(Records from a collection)
****

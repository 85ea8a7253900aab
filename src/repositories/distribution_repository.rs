use crate::error::{option_to_result, AppError, AppResult};
use crate::models::{DistributionId, RewardDistribution};
use std::collections::HashMap;
use std::sync::Arc;
use tokio::sync::RwLock;

/// Repository for reward distribution tables, which never change once created
pub struct DistributionRepository {
    distributions: RwLock<HashMap<DistributionId, Arc<RewardDistribution>>>,
}

impl DistributionRepository {
    pub fn new() -> Self {
        Self {
            distributions: RwLock::new(HashMap::new()),
        }
    }

    pub async fn create(&self, distribution: RewardDistribution) -> AppResult<Arc<RewardDistribution>> {
        let mut distributions = self.distributions.write().await;
        if distributions.contains_key(&distribution.id) {
            return Err(AppError::InvariantViolation(format!(
                "Reward distribution {} already exists",
                distribution.id
            )));
        }

        let distribution = Arc::new(distribution);
        distributions.insert(distribution.id, distribution.clone());
        Ok(distribution)
    }

    pub async fn get(&self, id: DistributionId) -> AppResult<Arc<RewardDistribution>> {
        let found = self.distributions.read().await.get(&id).cloned();
        option_to_result(found, &format!("Reward distribution {} not found", id))
    }
}

impl Default for DistributionRepository {
    fn default() -> Self {
        Self::new()
    }
}
#![allow(dead_code)]

use bracket_pool::clock::ManualClock;
use bracket_pool::models::*;
use bracket_pool::services::{InMemoryTreasury, Treasury};
use bracket_pool::{AppState, EngineConfig};
use std::sync::Arc;

/// Clock value every test engine starts at
pub const T0: i64 = 1_000;

pub const MARCH_MADNESS: [u32; 6] = [32, 16, 8, 4, 2, 1];
pub const MARCH_MADNESS_MAX_POINTS: u64 = 192;

/// Round `r` runs from `round_start(r)` to `round_end(r)`
pub fn round_start(round: u32) -> i64 {
    T0 + 1_000 * i64::from(round)
}

pub fn round_end(round: u32) -> i64 {
    round_start(round) + 500
}

/// Bracket naming team `i + 1` as the winner of slot `i`
pub fn sequential_bracket() -> Vec<TeamId> {
    (1..=63).collect()
}

/// Exclusive end slot of a March Madness round
pub fn round_end_slot(round: u32) -> usize {
    MARCH_MADNESS[..round as usize]
        .iter()
        .map(|&count| count as usize)
        .sum()
}

/// `truth` with every slot after `round` hidden
pub fn revealed_through(truth: &[TeamId], round: u32) -> Vec<TeamId> {
    let end = round_end_slot(round);
    truth
        .iter()
        .enumerate()
        .map(|(slot, &team)| if slot < end { team } else { UNREVEALED })
        .collect()
}

/// Engine wired to a manual clock and an in-memory treasury
pub struct TestEngine {
    pub state: AppState,
    pub clock: Arc<ManualClock>,
    pub treasury: Arc<InMemoryTreasury>,
}

impl TestEngine {
    pub fn new() -> Self {
        Self::with_config(EngineConfig::default())
    }

    pub fn with_config(config: EngineConfig) -> Self {
        let clock = Arc::new(ManualClock::new(T0));
        let treasury = Arc::new(InMemoryTreasury::new());
        let state = AppState::new(config, clock.clone(), treasury.clone());
        Self {
            state,
            clock,
            treasury,
        }
    }

    /// Engine paying through `payer`; the in-memory ledger stays empty
    pub fn with_treasury(payer: Arc<dyn Treasury>) -> Self {
        let clock = Arc::new(ManualClock::new(T0));
        let state = AppState::new(EngineConfig::default(), clock.clone(), payer);
        Self {
            state,
            clock,
            treasury: Arc::new(InMemoryTreasury::new()),
        }
    }

    /// 64-team single-elimination tournament
    pub async fn create_march_madness(&self, id: TournamentId) {
        let tournament = Tournament::new(
            id,
            "March Madness",
            MARCH_MADNESS.to_vec(),
            MARCH_MADNESS_MAX_POINTS,
        )
        .expect("valid layout");
        self.state
            .tournament_repo
            .create(tournament)
            .await
            .expect("Failed to create tournament");
    }

    pub async fn create_certificate(
        &self,
        id: CertificateId,
        tournament_id: TournamentId,
        teams_ids: Vec<TeamId>,
        finals_score_sum: u32,
    ) {
        let certificate =
            Certificate::new(id, tournament_id, Bracket::new(teams_ids, finals_score_sum));
        self.state
            .certificate_repo
            .create(certificate)
            .await
            .expect("Failed to create certificate");
    }

    /// Pool funded with `funds`, every listed certificate entered
    pub async fn create_pool(
        &self,
        pool_id: PoolId,
        tournament_id: TournamentId,
        distribution: RewardDistribution,
        royalty_bps: u16,
        funds: u128,
        entrants: &[CertificateId],
    ) {
        let distribution_id = distribution.id;
        if self.state.distribution_repo.get(distribution_id).await.is_err() {
            self.state
                .distribution_repo
                .create(distribution)
                .await
                .expect("Failed to create distribution");
        }

        let pool = Pool::new(pool_id, tournament_id, distribution_id, royalty_bps)
            .expect("valid pool");
        self.state
            .pool_repo
            .create(pool)
            .await
            .expect("Failed to create pool");
        self.state
            .pool_repo
            .add_funds(pool_id, funds)
            .await
            .expect("Failed to fund pool");
        for &certificate_id in entrants {
            self.state
                .leaderboards
                .enter_pool(pool_id, certificate_id)
                .await
                .expect("Failed to enter pool");
        }
    }

    /// Schedule every round, back to back, in the future
    pub async fn schedule_rounds(&self, tournament_id: TournamentId) {
        for round in 1..=MARCH_MADNESS.len() as u32 {
            self.state
                .rounds
                .set_round_bounds(tournament_id, round, round_start(round), round_end(round))
                .await
                .expect("Failed to schedule round");
        }
    }

    /// Reveal, score and advance through every round, then move the clock past the end
    pub async fn play_out(&self, tournament_id: TournamentId, truth: &[TeamId]) {
        let ids = self
            .state
            .certificate_repo
            .find_by_tournament(tournament_id)
            .await;
        let rounds = MARCH_MADNESS.len() as u32;

        for round in 1..=rounds {
            self.state
                .oracle
                .reveal_truth(tournament_id, revealed_through(truth, round))
                .await
                .expect("Failed to reveal truth");
            for batch in ids.chunks(self.state.config.max_batch_size) {
                self.state
                    .scoring
                    .score_certificates(tournament_id, batch)
                    .await
                    .expect("Failed to score round");
            }
            if round < rounds {
                self.state
                    .rounds
                    .advance_round(tournament_id)
                    .await
                    .expect("Failed to advance round");
            }
        }

        self.clock.set(round_end(rounds) + 1);
    }
}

****

* YOUR TASK: Among the records, find each line where the word "crate" occurs, and copy it.

* RESULT:
use crate::error::{option_to_result, AppError, AppResult};
use crate::models::{DistributionId, RewardDistribution};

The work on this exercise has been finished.